Task prompt:
Return the entries in full, exactly as they were written.
══ Supplied information ══
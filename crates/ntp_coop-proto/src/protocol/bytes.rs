// Copyright 2026 U.S. Federal Government (in countries where recognized)
// SPDX-License-Identifier: Apache-2.0

// Buffer-based codec (io-independent).

use crate::error::ParseError;

use super::{
    ClientRequest, ConstPackedSizeBytes, FromBytes, LeapIndicator, Mode, PACKET_SIZE, Stratum,
    TRANSMIT_TIMESTAMP_OFFSET, TimestampFormat, ToBytes, Version,
};

fn check_len(buf: &[u8], needed: usize) -> Result<(), ParseError> {
    if buf.len() < needed {
        return Err(ParseError::BufferTooShort {
            needed,
            available: buf.len(),
        });
    }
    Ok(())
}

/// Pack leap indicator, version and mode into the first header byte.
pub(super) fn li_vn_mode_byte(li: LeapIndicator, vn: Version, mode: Mode) -> u8 {
    ((li as u8) << 6) | ((vn.0 & 0b111) << 3) | mode as u8
}

/// Serialize a client request into a full 48-byte packet.
///
/// Everything after the reference identifier (the four timestamps) is zero.
pub fn encode_request(request: &ClientRequest) -> [u8; PACKET_SIZE] {
    let mut buf = [0u8; PACKET_SIZE];
    buf[0] = li_vn_mode_byte(request.leap_indicator, request.version, request.mode);
    buf[1] = request.stratum.0;
    buf[2] = request.poll as u8;
    buf[3] = request.precision as u8;
    // bytes 4..12: root delay and root dispersion, zero
    buf[12..16].copy_from_slice(&request.reference_id);
    buf
}

/// Extract the transmit timestamp seconds (NTP epoch) from a server reply.
///
/// The fractional part is ignored. The buffer type guarantees a full packet,
/// so this cannot fail.
///
/// ```
/// use ntp_coop_proto::protocol::{PACKET_SIZE, decode_transmit_seconds};
///
/// let mut reply = [0u8; PACKET_SIZE];
/// reply[40..44].copy_from_slice(&3_913_056_000u32.to_be_bytes());
/// assert_eq!(decode_transmit_seconds(&reply), 3_913_056_000);
/// ```
pub fn decode_transmit_seconds(buf: &[u8; PACKET_SIZE]) -> u32 {
    let at = TRANSMIT_TIMESTAMP_OFFSET;
    let high = u16::from_be_bytes([buf[at], buf[at + 1]]) as u32;
    let low = u16::from_be_bytes([buf[at + 2], buf[at + 3]]) as u32;
    (high << 16) | low
}

impl FromBytes for TimestampFormat {
    fn from_bytes(buf: &[u8]) -> Result<(Self, usize), ParseError> {
        check_len(buf, Self::PACKED_SIZE_BYTES)?;
        let seconds = u32::from_be_bytes([buf[0], buf[1], buf[2], buf[3]]);
        let fraction = u32::from_be_bytes([buf[4], buf[5], buf[6], buf[7]]);
        Ok((
            TimestampFormat { seconds, fraction },
            Self::PACKED_SIZE_BYTES,
        ))
    }
}

impl FromBytes for Stratum {
    fn from_bytes(buf: &[u8]) -> Result<(Self, usize), ParseError> {
        check_len(buf, 1)?;
        Ok((Stratum(buf[0]), 1))
    }
}

impl FromBytes for (LeapIndicator, Version, Mode) {
    fn from_bytes(buf: &[u8]) -> Result<(Self, usize), ParseError> {
        check_len(buf, 1)?;
        let li_vn_mode = buf[0];
        let li_u8 = li_vn_mode >> 6;
        let vn_u8 = (li_vn_mode >> 3) & 0b111;
        let mode_u8 = li_vn_mode & 0b111;
        let li = LeapIndicator::try_from(li_u8).map_err(|_| ParseError::InvalidField {
            field: "leap indicator",
            value: li_u8 as u32,
        })?;
        let vn = Version::new(vn_u8).ok_or(ParseError::InvalidField {
            field: "version",
            value: vn_u8 as u32,
        })?;
        let mode = Mode::try_from(mode_u8).map_err(|_| ParseError::InvalidField {
            field: "association mode",
            value: mode_u8 as u32,
        })?;
        Ok(((li, vn, mode), 1))
    }
}

impl ToBytes for TimestampFormat {
    fn to_bytes(&self, buf: &mut [u8]) -> Result<usize, ParseError> {
        check_len(buf, Self::PACKED_SIZE_BYTES)?;
        buf[..4].copy_from_slice(&self.seconds.to_be_bytes());
        buf[4..8].copy_from_slice(&self.fraction.to_be_bytes());
        Ok(Self::PACKED_SIZE_BYTES)
    }
}

impl ToBytes for (LeapIndicator, Version, Mode) {
    fn to_bytes(&self, buf: &mut [u8]) -> Result<usize, ParseError> {
        check_len(buf, 1)?;
        let (li, vn, mode) = *self;
        buf[0] = li_vn_mode_byte(li, vn, mode);
        Ok(1)
    }
}

impl ToBytes for ClientRequest {
    fn to_bytes(&self, buf: &mut [u8]) -> Result<usize, ParseError> {
        check_len(buf, Self::PACKED_SIZE_BYTES)?;
        buf[..PACKET_SIZE].copy_from_slice(&encode_request(self));
        Ok(Self::PACKED_SIZE_BYTES)
    }
}

#[cfg(test)]
mod tests {
    use super::*;

    #[test]
    fn test_default_request_first_byte() {
        let buf = encode_request(&ClientRequest::default());
        assert_eq!(buf[0], 0b1110_0011);
    }

    #[test]
    fn test_request_tail_is_zero() {
        let buf = encode_request(&ClientRequest::default());
        assert!(buf[4..12].iter().all(|&b| b == 0));
        assert!(buf[16..].iter().all(|&b| b == 0));
    }

    #[test]
    fn test_to_bytes_rejects_short_buffer() {
        let mut buf = [0u8; 47];
        let err = ClientRequest::default().to_bytes(&mut buf).unwrap_err();
        assert_eq!(
            err,
            ParseError::BufferTooShort {
                needed: 48,
                available: 47
            }
        );
    }

    #[test]
    fn test_decode_transmit_seconds_ignores_fraction() {
        let mut reply = [0u8; PACKET_SIZE];
        reply[40..44].copy_from_slice(&[0xE9, 0x3C, 0x68, 0x00]);
        reply[44..48].copy_from_slice(&[0xFF; 4]);
        assert_eq!(decode_transmit_seconds(&reply), 0xE93C_6800);
    }

    #[test]
    fn test_header_byte_round_trip() {
        let ((li, vn, mode), n) =
            <(LeapIndicator, Version, Mode)>::from_bytes(&[0xE3]).unwrap();
        assert_eq!(n, 1);
        assert_eq!(li, LeapIndicator::Unknown);
        assert_eq!(vn, Version::V4);
        assert_eq!(mode, Mode::Client);
    }

    #[test]
    fn test_header_byte_rejects_version_zero() {
        let err = <(LeapIndicator, Version, Mode)>::from_bytes(&[0b0000_0100]).unwrap_err();
        assert_eq!(
            err,
            ParseError::InvalidField {
                field: "version",
                value: 0
            }
        );
    }
}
═══
Finished exercise:
filename crates/ntp_coop-proto/src/protocol/bytes.rs
// Copyright 2026 U.S. Federal Government (in countries where recognized)
// SPDX-License-Identifier: Apache-2.0

// Buffer-based codec (io-independent).

use crate::error::ParseError;

use super::{
    ClientRequest, ConstPackedSizeBytes, FromBytes, LeapIndicator, Mode, PACKET_SIZE, Stratum,
    TRANSMIT_TIMESTAMP_OFFSET, TimestampFormat, ToBytes, Version,
};

fn check_len(buf: &[u8], needed: usize) -> Result<(), ParseError> {
    if buf.len() < needed {
        return Err(ParseError::BufferTooShort {
            needed,
            available: buf.len(),
        });
    }
    Ok(())
}

/// Pack leap indicator, version and mode into the first header byte.
pub(super) fn li_vn_mode_byte(li: LeapIndicator, vn: Version, mode: Mode) -> u8 {
    ((li as u8) << 6) | ((vn.0 & 0b111) << 3) | mode as u8
}

/// Serialize a client request into a full 48-byte packet.
///
/// Everything after the reference identifier (the four timestamps) is zero.
pub fn encode_request(request: &ClientRequest) -> [u8; PACKET_SIZE] {
    let mut buf = [0u8; PACKET_SIZE];
    buf[0] = li_vn_mode_byte(request.leap_indicator, request.version, request.mode);
    buf[1] = request.stratum.0;
    buf[2] = request.poll as u8;
    buf[3] = request.precision as u8;
    // bytes 4..12: root delay and root dispersion, zero
    buf[12..16].copy_from_slice(&request.reference_id);
    buf
}

/// Extract the transmit timestamp seconds (NTP epoch) from a server reply.
///
/// The fractional part is ignored. The buffer type guarantees a full packet,
/// so this cannot fail.
///
/// ```
/// use ntp_coop_proto::protocol::{PACKET_SIZE, decode_transmit_seconds};
///
/// let mut reply = [0u8; PACKET_SIZE];
/// reply[40..44].copy_from_slice(&3_913_056_000u32.to_be_bytes());
/// assert_eq!(decode_transmit_seconds(&reply), 3_913_056_000);
/// ```
pub fn decode_transmit_seconds(buf: &[u8; PACKET_SIZE]) -> u32 {
    let at = TRANSMIT_TIMESTAMP_OFFSET;
    let high = u16::from_be_bytes([buf[at], buf[at + 1]]) as u32;
    let low = u16::from_be_bytes([buf[at + 2], buf[at + 3]]) as u32;
    (high << 16) | low
}

impl FromBytes for TimestampFormat {
    fn from_bytes(buf: &[u8]) -> Result<(Self, usize), ParseError> {
        check_len(buf, Self::PACKED_SIZE_BYTES)?;
        let seconds = u32::from_be_bytes([buf[0], buf[1], buf[2], buf[3]]);
        let fraction = u32::from_be_bytes([buf[4], buf[5], buf[6], buf[7]]);
        Ok((
            TimestampFormat { seconds, fraction },
            Self::PACKED_SIZE_BYTES,
        ))
    }
}

impl FromBytes for Stratum {
    fn from_bytes(buf: &[u8]) -> Result<(Self, usize), ParseError> {
        check_len(buf, 1)?;
        Ok((Stratum(buf[0]), 1))
    }
}

impl FromBytes for (LeapIndicator, Version, Mode) {
    fn from_bytes(buf: &[u8]) -> Result<(Self, usize), ParseError> {
        check_len(buf, 1)?;
        let li_vn_mode = buf[0];
        let li_u8 = li_vn_mode >> 6;
        let vn_u8 = (li_vn_mode >> 3) & 0b111;
        let mode_u8 = li_vn_mode & 0b111;
        let li = LeapIndicator::try_from(li_u8).map_err(|_| ParseError::InvalidField {
            field: "leap indicator",
            value: li_u8 as u32,
        })?;
        let vn = Version::new(vn_u8).ok_or(ParseError::InvalidField {
            field: "version",
            value: vn_u8 as u32,
        })?;
        let mode = Mode::try_from(mode_u8).map_err(|_| ParseError::InvalidField {
            field: "association mode",
            value: mode_u8 as u32,
        })?;
        Ok(((li, vn, mode), 1))
    }
}

impl ToBytes for TimestampFormat {
    fn to_bytes(&self, buf: &mut [u8]) -> Result<usize, ParseError> {
        check_len(buf, Self::PACKED_SIZE_BYTES)?;
        buf[..4].copy_from_slice(&self.seconds.to_be_bytes());
        buf[4..8].copy_from_slice(&self.fraction.to_be_bytes());
        Ok(Self::PACKED_SIZE_BYTES)
    }
}

impl ToBytes for (LeapIndicator, Version, Mode) {
    fn to_bytes(&self, buf: &mut [u8]) -> Result<usize, ParseError> {
        check_len(buf, 1)?;
        let (li, vn, mode) = *self;
        buf[0] = li_vn_mode_byte(li, vn, mode);
        Ok(1)
    }
}

impl ToBytes for ClientRequest {
    fn to_bytes(&self, buf: &mut [u8]) -> Result<usize, ParseError> {
        check_len(buf, Self::PACKED_SIZE_BYTES)?;
        buf[..PACKET_SIZE].copy_from_slice(&encode_request(self));
        Ok(Self::PACKED_SIZE_BYTES)
    }
}

#[cfg(test)]
mod tests {
    use super::*;

    #[test]
    fn test_default_request_first_byte() {
        let buf = encode_request(&ClientRequest::default());
        assert_eq!(buf[0], 0b1110_0011);
    }

    #[test]
    fn test_request_tail_is_zero() {
        let buf = encode_request(&ClientRequest::default());
        assert!(buf[4..12].iter().all(|&b| b == 0));
        assert!(buf[16..].iter().all(|&b| b == 0));
    }

    #[test]
    fn test_to_bytes_rejects_short_buffer() {
        let mut buf = [0u8; 47];
        let err = ClientRequest::default().to_bytes(&mut buf).unwrap_err();
        assert_eq!(
            err,
            ParseError::BufferTooShort {
                needed: 48,
                available: 47
            }
        );
    }

    #[test]
    fn test_decode_transmit_seconds_ignores_fraction() {
        let mut reply = [0u8; PACKET_SIZE];
        reply[40..44].copy_from_slice(&[0xE9, 0x3C, 0x68, 0x00]);
        reply[44..48].copy_from_slice(&[0xFF; 4]);
        assert_eq!(decode_transmit_seconds(&reply), 0xE93C_6800);
    }

    #[test]
    fn test_header_byte_round_trip() {
        let ((li, vn, mode), n) =
            <(LeapIndicator, Version, Mode)>::from_bytes(&[0xE3]).unwrap();
        assert_eq!(n, 1);
        assert_eq!(li, LeapIndicator::Unknown);
        assert_eq!(vn, Version::V4);
        assert_eq!(mode, Mode::Client);
    }

    #[test]
    fn test_header_byte_rejects_version_zero() {
        let err = <(LeapIndicator, Version, Mode)>::from_bytes(&[0b0000_0100]).unwrap_err();
        assert_eq!(
            err,
            ParseError::InvalidField {
                field: "version",
                value: 0
            }
        );
    }
}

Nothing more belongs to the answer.